## [Action item]
The output should consist solely of the line containing "single line output." and the lines that follow it through the end of the data below.

## [Data for this task]
//! Log output formats.

use serde::{Deserialize, Serialize};
use strum::{Display, EnumString};

/// Supported logging output formats.
#[derive(
    Debug, Clone, Copy, Default, Deserialize, Serialize, PartialEq, Eq, EnumString, Display,
)]
#[serde(rename_all = "snake_case")]
#[strum(serialize_all = "snake_case", ascii_case_insensitive)]
pub enum LogFormat {
    /// Structured JSON suitable for ingestion by logging stacks.
    #[default]
    Json,
    /// Human-readable single line output.
    Compact,
}

/// Errors encountered while parsing a [`LogFormat`] from text.
pub type LogFormatParseError = strum::ParseError;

## [Task answer]
    /// Human-readable single line output.
    Compact,
}

/// Errors encountered while parsing a [`LogFormat`] from text.
pub type LogFormatParseError = strum::ParseError;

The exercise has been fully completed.